Activity. Would you copy each line of the data below that has "PgPool"?

Data in this exercise.
▼▼▼
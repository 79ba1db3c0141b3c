//! # Web API Handlers
//!
//! Thin adapters between HTTP and the signature flow engine. Handlers resolve
//! the caller, call exactly one engine operation and shape the envelope.

pub mod flows;
pub mod health;
#![allow(clippy::doc_markdown)] // Allow technical terms like PostgreSQL, SQLx in docs
#![allow(clippy::missing_errors_doc)] // Allow public functions without # Errors sections
#![allow(clippy::must_use_candidate)] // Allow methods without must_use when context is clear

//! # Signflow Core
//!
//! Multi-stage document signature flow engine.
//!
//! ## Overview
//!
//! A document's signature flow is an ordered list of stages. Each stage asks
//! for a number of signatures from one role (operational staff, coordinators,
//! sub-administrators, administrators). Only the earliest incomplete stage
//! accepts signatures; once every stage has met its quota the document is
//! marked `signed`.
//!
//! The engine tracks approval state only. Producing the signed artifact and
//! notifying signers belong to other components, which can follow progress
//! through [`events::FlowEventPublisher`].
//!
//! ## Module Organization
//!
//! - [`flow`] - Engine operations and pure transition logic
//! - [`repository`] - Transaction-scoped persistence (PostgreSQL and in-memory)
//! - [`models`] - Stages, signature records and read views
//! - [`constants`] - Signer roles and document statuses
//! - [`error`] - Structured error handling
//! - [`events`] - Flow lifecycle events
//! - [`config`] - YAML configuration with environment overrides
//! - [`database`] - Connection pool and embedded migrations
//! - [`logging`] - Structured logging
//! - [`web`] - HTTP surface
//!
//! ## Quick Start
//!
//! ```rust,no_run
//! use signflow_core::constants::SignerRole;
//! use signflow_core::models::StageDefinition;
//! use signflow_core::repository::PgSignatureFlowStore;
//! use signflow_core::flow::SignatureFlowEngine;
//! use sqlx::PgPool;
//! use uuid::Uuid;
//!
//! # async fn example(pool: PgPool, document_id: Uuid, user_id: Uuid) -> Result<(), Box<dyn std::error::Error>> {
//! let engine = SignatureFlowEngine::new(PgSignatureFlowStore::new(pool));
//!
//! engine
//!     .create_flow(
//!         document_id,
//!         &[
//!             StageDefinition::new(SignerRole::Employer, 2, 1),
//!             StageDefinition::new(SignerRole::Management, 1, 2),
//!         ],
//!     )
//!     .await?;
//!
//! let outcome = engine
//!     .record_signature(document_id, user_id, SignerRole::Employer)
//!     .await?;
//! assert!(!outcome.stage_completed);
//! # Ok(())
//! # }
//! ```
//!
//! ## Testing
//!
//! ```bash
//! cargo test                        # unit, engine, HTTP and property tests
//! cargo test -- --ignored           # PostgreSQL store tests (needs DATABASE_URL)
//! ```

pub mod config;
pub mod constants;
pub mod database;
pub mod error;
pub mod events;
pub mod flow;
pub mod logging;
pub mod models;
pub mod repository;
pub mod web;

pub use config::{ConfigManager, SignflowConfig};
pub use constants::{DocumentStatus, SignerRole};
pub use error::{ErrorKind, FlowError, FlowResult};
pub use events::{FlowEvent, FlowEventPublisher};
pub use flow::{SignatureFlowEngine, SignatureOutcome};
pub use models::{FlowProgress, FlowStage, FlowStageView, PendingDocument, StageDefinition};
pub use repository::{InMemorySignatureFlowStore, PgSignatureFlowStore, SignatureFlowStore};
▲▲▲
Solved problem.
//! use sqlx::PgPool;
//! # async fn example(pool: PgPool, document_id: Uuid, user_id: Uuid) -> Result<(), Box<dyn std::error::Error>> {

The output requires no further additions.